The rollout is also happening as mega AI labs are facing increasing scrutiny over the safety and transparency of this research. Google and its rivals (OpenAI and some other research labs) have received mixed marks in recent third-party assessments, highlighting the tension between rapidly advancing capabilities on one hand, and their responsible use on the other. For buyers, that requires looking beneath just model power — to controls, auditability, and support.
What to watch next as Deep Think expands to subscribers
Key questions at this point shift to practical terms: How much lift in accuracy does Deep Think yield for real workflows, what is the latency trade-off, and where do hallucination and edge-case failures continue to exist? Teams that implement the mode should test it against representative prompts, measure the results relative to baselines, and see when the extra time for thinking will pay off.
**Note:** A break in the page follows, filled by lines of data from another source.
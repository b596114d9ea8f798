use std::path::PathBuf;

use crate::theme::ThemeMode;

pub const MIN_CELL_SIZE: f32 = 14.0;
pub const MAX_CELL_SIZE: f32 = 64.0;

/// UI preferences that persist across sessions.
///
/// Launch dimensions are deliberately not part of this; every window opens on
/// the defaults (or whatever the command line passed).
#[derive(Clone, Debug, PartialEq)]
pub struct AppSettings {
    pub theme_mode: ThemeMode,
    /// Language code (e.g. "en", "es"). Empty string = auto-detect system language.
    pub language: String,
    /// Draw the linear index inside each cell.
    pub show_labels: bool,
    /// Edge length of a matrix cell in points.
    pub cell_size: f32,
}

impl Default for AppSettings {
    fn default() -> Self {
        Self {
            theme_mode: ThemeMode::Dark,
            language: String::new(),
            show_labels: true,
            cell_size: 30.0,
        }
    }
}

impl AppSettings {
    /// Path to the settings file.
    /// On Linux:   ~/.config/cudaviz/cudaviz_settings.cfg  (XDG_CONFIG_HOME respected)
    /// On Windows: %APPDATA%\CudaViz\cudaviz_settings.cfg
    /// On macOS:   ~/Library/Application Support/CudaViz/cudaviz_settings.cfg
    /// Fallback:   same directory as the executable.
    pub(crate) fn settings_path() -> Option<PathBuf> {
        #[cfg(target_os = "linux")]
        {
            let config_dir = std::env::var("XDG_CONFIG_HOME")
                .map(PathBuf::from)
                .unwrap_or_else(|_| {
                    let home = std::env::var("HOME").unwrap_or_else(|_| "~".to_string());
                    PathBuf::from(home).join(".config")
                })
                .join("cudaviz");
            let _ = std::fs::create_dir_all(&config_dir);
            return Some(config_dir.join("cudaviz_settings.cfg"));
        }
        #[cfg(target_os = "windows")]
        {
            let appdata = std::env::var("APPDATA")
                .or_else(|_| std::env::var("USERPROFILE"))
                .ok()?;
            let config_dir = PathBuf::from(appdata).join("CudaViz");
            let _ = std::fs::create_dir_all(&config_dir);
            return Some(config_dir.join("cudaviz_settings.cfg"));
        }
        #[cfg(target_os = "macos")]
        {
            let home = std::env::var("HOME").unwrap_or_else(|_| "~".to_string());
            let config_dir = PathBuf::from(home)
                .join("Library")
                .join("Application Support")
                .join("CudaViz");
            let _ = std::fs::create_dir_all(&config_dir);
            return Some(config_dir.join("cudaviz_settings.cfg"));
        }
        #[cfg(not(any(target_os = "linux", target_os = "windows", target_os = "macos")))]
        {
            std::env::current_exe()
                .ok()
                .and_then(|p| p.parent().map(|d| d.join("cudaviz_settings.cfg")))
        }
    }

    pub fn to_config_string(&self) -> String {
        let mode_str = match self.theme_mode {
            ThemeMode::Light => "light",
            ThemeMode::Dark => "dark",
        };
        format!(
            "theme_mode={mode_str}\n\
             language={}\n\
             show_labels={}\n\
             cell_size={}\n",
            self.language, self.show_labels, self.cell_size,
        )
    }

    /// Parse settings text. Unknown keys and malformed values keep their defaults.
    pub fn from_config_str(content: &str) -> Self {
        let mut s = Self::default();
        for line in content.lines() {
            let Some((key, val)) = line.split_once('=') else { continue };
            let val = val.trim();
            match key.trim() {
                "theme_mode" => {
                    s.theme_mode = match val {
                        "light" => ThemeMode::Light,
                        _ => ThemeMode::Dark,
                    };
                }
                "language" => s.language = val.to_string(),
                "show_labels" => s.show_labels = val != "false",
                "cell_size" => {
                    if let Ok(size) = val.parse::<f32>()
                        && size.is_finite()
                    {
                        s.cell_size = size.clamp(MIN_CELL_SIZE, MAX_CELL_SIZE);
                    }
                }
                _ => {}
            }
        }
        s
    }

    /// Save settings to disk.
    pub fn save(&self) {
        let Some(path) = Self::settings_path() else { return };
        match std::fs::write(&path, self.to_config_string()) {
            Ok(()) => crate::log_info!("Settings saved to {}", path.display()),
            Err(e) => crate::log_warn!("Could not save settings to {}: {}", path.display(), e),
        }
    }

    /// Load settings from disk (returns default if file missing or corrupt).
    pub fn load() -> Self {
        let Some(path) = Self::settings_path() else { return Self::default() };
        let Ok(content) = std::fs::read_to_string(&path) else { return Self::default() };
        Self::from_config_str(&content)
    }
}

#[cfg(test)]
mod tests {
    use super::*;

    #[test]
    fn config_text_round_trip() {
        let s = AppSettings {
            theme_mode: ThemeMode::Light,
            language: "es".to_string(),
            show_labels: false,
            cell_size: 22.0,
        };
        assert_eq!(AppSettings::from_config_str(&s.to_config_string()), s);
    }

    #[test]
    fn corrupt_values_keep_defaults() {
        let s = AppSettings::from_config_str("cell_size=huge\nnonsense\ntheme_mode=purple\n");
        assert_eq!(s, AppSettings::default());
    }

    #[test]
    fn cell_size_is_clamped() {
        assert_eq!(AppSettings::from_config_str("cell_size=2").cell_size, MIN_CELL_SIZE);
        assert_eq!(AppSettings::from_config_str("cell_size=500").cell_size, MAX_CELL_SIZE);
    }
}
If Google can turn these sorts of benchmark gains into reliable, traceable results in more complex tasks, Deep Think could become a one-click destination for professionals who want something beyond fast entries and exits but who don’t have the time to sift through mounds of research findings. If the lift is marginal in everyday use, then it will be — and should be — a niche tool for the hardest questions. Either way, the signal is clear: premium AI is moving beyond small talk into thoughtful analysis, and Gemini 3 Deep Think is Google’s newest bet on that future.